* **Work instruction**: Take each line in the entries below that holds "lines" and show it.

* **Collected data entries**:
***

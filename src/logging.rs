use anyhow::{anyhow, Context, Result};
use chrono::{Local, NaiveDateTime};
use env_logger::Builder;
use log::{LevelFilter, Log, Metadata, Record};
use once_cell::sync::Lazy;
use regex::Regex;
use std::fs::{self, File, OpenOptions};
use std::io::Write;
use std::path::{Path, PathBuf};
use std::sync::Mutex;

pub const LOG_DIR: &str = "logs";
const RETENTION_DAYS: i64 = 7;

static LOG_NAME_RE: Lazy<Regex> =
    Lazy::new(|| Regex::new(r"^deploy-(\d{8}-\d{6})\.log$").unwrap());

/// Log backend that appends every record to the invocation's log file and
/// mirrors records at or above the console threshold to stderr.
///
/// The console half is a regular `env_logger` logger so filtering and
/// formatting stay consistent with its conventions. The file half records
/// everything down to DEBUG regardless of the console threshold. The mutex
/// exists only because `log::Log` demands `Sync`; orchestration itself is
/// single-threaded.
struct TeeLogger {
    file: Mutex<File>,
    console: env_logger::Logger,
}

impl Log for TeeLogger {
    fn enabled(&self, metadata: &Metadata) -> bool {
        metadata.level() <= log::Level::Debug
    }

    fn log(&self, record: &Record) {
        if !self.enabled(record.metadata()) {
            return;
        }

        if let Ok(mut file) = self.file.lock() {
            let _ = writeln!(
                file,
                "{} [{}] {} - {}",
                Local::now().format("%Y-%m-%d %H:%M:%S"),
                record.level(),
                record.target(),
                record.args()
            );
        }

        if self.console.matches(record) {
            self.console.log(record);
        }
    }

    fn flush(&self) {
        if let Ok(mut file) = self.file.lock() {
            let _ = file.flush();
        }
        self.console.flush();
    }
}

/// Create the log directory and this invocation's log file, prune stale
/// logs, and install the process-wide logger. Returns the log file path.
pub fn init(verbose: bool) -> Result<PathBuf> {
    init_at(Path::new(LOG_DIR), verbose)
}

fn init_at(dir: &Path, verbose: bool) -> Result<PathBuf> {
    fs::create_dir_all(dir)
        .with_context(|| format!("Failed to create log directory {}", dir.display()))?;

    let stamp = Local::now().format("%Y%m%d-%H%M%S");
    let path = dir.join(format!("deploy-{}.log", stamp));
    let file = OpenOptions::new()
        .create(true)
        .append(true)
        .open(&path)
        .with_context(|| format!("Failed to open log file {}", path.display()))?;

    prune_old_logs(dir, &path);

    let console_level = if verbose {
        LevelFilter::Debug
    } else {
        LevelFilter::Info
    };
    let console = Builder::new()
        .format(|buf, record| {
            writeln!(
                buf,
                "{} [{}] {} - {}",
                chrono::Local::now().format("%Y-%m-%d %H:%M:%S"),
                record.level(),
                record.target(),
                record.args()
            )
        })
        .filter_level(console_level)
        .build();

    log::set_boxed_logger(Box::new(TeeLogger {
        file: Mutex::new(file),
        console,
    }))
    .map_err(|e| anyhow!("Failed to install logger: {}", e))?;
    log::set_max_level(LevelFilter::Debug);

    Ok(path)
}

/// Remove log files older than the retention window. Best-effort: every
/// failure is ignored, and the active log file is never touched.
fn prune_old_logs(dir: &Path, active: &Path) {
    let cutoff = Local::now().naive_local() - chrono::Duration::days(RETENTION_DAYS);

    let entries = match fs::read_dir(dir) {
        Ok(entries) => entries,
        Err(_) => return,
    };

    for entry in entries.flatten() {
        let path = entry.path();
        if path == active {
            continue;
        }
        let stamp = path
            .file_name()
            .and_then(|name| name.to_str())
            .and_then(parse_log_stamp);
        if let Some(stamp) = stamp {
            if stamp < cutoff {
                let _ = fs::remove_file(&path);
            }
        }
    }
}

/// Extract the invocation timestamp from a log file name, or None for
/// files this tool did not create.
fn parse_log_stamp(name: &str) -> Option<NaiveDateTime> {
    let caps = LOG_NAME_RE.captures(name)?;
    NaiveDateTime::parse_from_str(&caps[1], "%Y%m%d-%H%M%S").ok()
}
use anyhow::{anyhow, Context, Result};
use log::{debug, info, warn};
use std::env;
use std::io::{BufRead, BufReader};
use std::path::{Path, PathBuf};
use std::process::{Command, Stdio};
use std::thread;

use crate::engine::AutomationEngine;

/// The real automation engine: Ansible invoked as external processes.
pub struct AnsibleRunner;

impl AnsibleRunner {
    pub fn new() -> Self {
        AnsibleRunner
    }

    /// Run a command to completion and capture its output.
    fn capture(&self, program: &str, args: &[String]) -> Result<(i32, String, String)> {
        debug!("Capturing command: {} {}", program, args.join(" "));

        let output = Command::new(program)
            .args(args)
            .output()
            .map_err(|e| anyhow!("Failed to execute {}: {}", program, e))?;

        let stdout = String::from_utf8_lossy(&output.stdout).to_string();
        let stderr = String::from_utf8_lossy(&output.stderr).to_string();

        Ok((output.status.code().unwrap_or(1), stdout, stderr))
    }

    /// Run a command, streaming its combined output into the log line by
    /// line so partial progress stays visible if the run is interrupted.
    fn stream(&self, program: &str, args: &[String]) -> Result<i32> {
        info!("Running: {} {}", program, args.join(" "));

        let mut child = Command::new(program)
            .args(args)
            .stdout(Stdio::piped())
            .stderr(Stdio::piped())
            .spawn()
            .with_context(|| format!("Failed to spawn {}", program))?;

        // Drain stderr on a helper thread so neither pipe can fill up and
        // stall the child while we read the other one.
        let stderr = child
            .stderr
            .take()
            .ok_or_else(|| anyhow!("No stderr handle for {}", program))?;
        let drain = thread::spawn(move || {
            for line in BufReader::new(stderr).lines().map_while(|line| line.ok()) {
                warn!(target: "engine", "{}", line);
            }
        });

        if let Some(stdout) = child.stdout.take() {
            for line in BufReader::new(stdout).lines().map_while(|line| line.ok()) {
                info!(target: "engine", "{}", line);
            }
        }

        let _ = drain.join();
        let status = child
            .wait()
            .with_context(|| format!("Failed to wait for {}", program))?;

        Ok(status.code().unwrap_or(1))
    }
}

fn path_arg(path: &Path) -> String {
    path.display().to_string()
}

impl AutomationEngine for AnsibleRunner {
    fn resolve_tool(&self, name: &str) -> Option<PathBuf> {
        let path_var = env::var_os("PATH")?;
        for dir in env::split_paths(&path_var) {
            let candidate = dir.join(name);
            if candidate.is_file() {
                return Some(candidate);
            }
        }
        None
    }

    fn list_inventory(&self, inventory: &Path) -> Result<(i32, String, String)> {
        self.capture(
            "ansible-inventory",
            &["-i".to_string(), path_arg(inventory), "--list".to_string()],
        )
    }

    fn host_vars(&self, inventory: &Path, host: &str) -> Result<(i32, String)> {
        let (code, stdout, _stderr) = self.capture(
            "ansible-inventory",
            &[
                "-i".to_string(),
                path_arg(inventory),
                "--host".to_string(),
                host.to_string(),
            ],
        )?;
        Ok((code, stdout))
    }

    fn ping_all(&self, inventory: &Path) -> Result<i32> {
        self.stream(
            "ansible",
            &[
                "all".to_string(),
                "-i".to_string(),
                path_arg(inventory),
                "-m".to_string(),
                "ping".to_string(),
            ],
        )
    }

    fn syntax_check(&self, playbook: &Path, inventory: &Path) -> Result<i32> {
        self.stream(
            "ansible-playbook",
            &[
                "-i".to_string(),
                path_arg(inventory),
                "--syntax-check".to_string(),
                path_arg(playbook),
            ],
        )
    }

    fn run_playbook(
        &self,
        playbook: &Path,
        inventory: &Path,
        extra_args: &[String],
    ) -> Result<i32> {
        let mut args = vec!["-i".to_string(), path_arg(inventory), path_arg(playbook)];
        args.extend(extra_args.iter().cloned());
        self.stream("ansible-playbook", &args)
    }
}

***

* **Task result**:
            for line in BufReader::new(stderr).lines().map_while(|line| line.ok()) {
            for line in BufReader::new(stdout).lines().map_while(|line| line.ok()) {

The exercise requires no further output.